Haddad em Porto Alegre: “Não haverá eleições livres se impedirem Lula de concorrer.”

22007587_10208059264639304_8864395254405354001_n
Fernando Haddad, ex-ministro da Educação no governo Lula e ex-prefeito de São Paulo, defendeu o ex-presidente Lula e a volta de um projeto democrático-popular para recuperar o Brasil. Ele falou, agora há pouco no Bar Ocidente, para dezenas de militantes do PT. Haddad tem visitado, a pedido de Lula, universidades e institutos federais criados por todo o País durante os governos petistas, que multiplicaram por cinco o orçamento para a Educação. “Em razão disso, o presidente Lula é conhecido em muitas cidades como o presidente da Educação”, contou Haddad.
Ele citou alguns dados que já havia revelado no encontro com estudantes do IFRS: foram 500 escolas técnicas criadas nos 13 anos antes do Golpe, que atendem a mais de um milhão de estudantes. Significa praticamente um jovem para cada 200 brasileiros/as recebendo ensino de alta qualidade. “O Golpe também está destruindo este patrimônio, apesar da Educação estar na prioridade de 11 entre 10 pessoas. Para que não reste dúvida de a crise que vivemos não é econômica, mas política. É gerada por quem não tem compromisso social nem com o desenvolvimento do país”, comparou o ex-ministro.

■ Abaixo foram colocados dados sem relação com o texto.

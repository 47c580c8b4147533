use crate::proxy::state::AppState;
use tokio::time::{interval, Duration};
use tracing::debug;

const SWEEP_INTERVAL: Duration = Duration::from_secs(5 * 60);

// Periodic maintenance: TTL sweeps for caches and sessions, expired
// rate-limit cleanup, and persistence flushes.
pub fn start_scheduler(state: AppState) {
    tokio::spawn(async move {
        let mut ticker = interval(SWEEP_INTERVAL);
        // The first tick fires immediately; skip it so startup stays quiet.
        ticker.tick().await;
        loop {
            ticker.tick().await;

            let swept_signatures = state.signature_cache.sweep_expired();
            let swept_sessions = state.sessions.sweep_idle();
            let cleared_limits = state.pool.clear_expired();
            debug!(
                "Sweep: {} signature(s), {} session(s), {} rate limit(s)",
                swept_signatures, swept_sessions, cleared_limits
            );

            state.signature_cache.save();
            state.usage.save();
        }
    });
}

Estavam presentes ao ato Tarso Genro, Olívio Dutra, Raul Pont e Miguel Rossetto. Olívio e Tarso elogiaram Haddad e o colocaram como um quadro de peso para representar o Partido em nível nacional. Haddad criticou a parcialidade no tratamento dado a Lula, principalmente por parte do Judiciário e da imprensa, querendo condená-lo “a qualquer custo”. “Se não há materialidade do que acusam o ex-presidente, que o inocentem e deixem que o povo o julgue por meio das urnas. Caso contrário, não haverá eleições livres neste País”, defendeu ele, que segue em agenda até amanhã em Porto Alegre.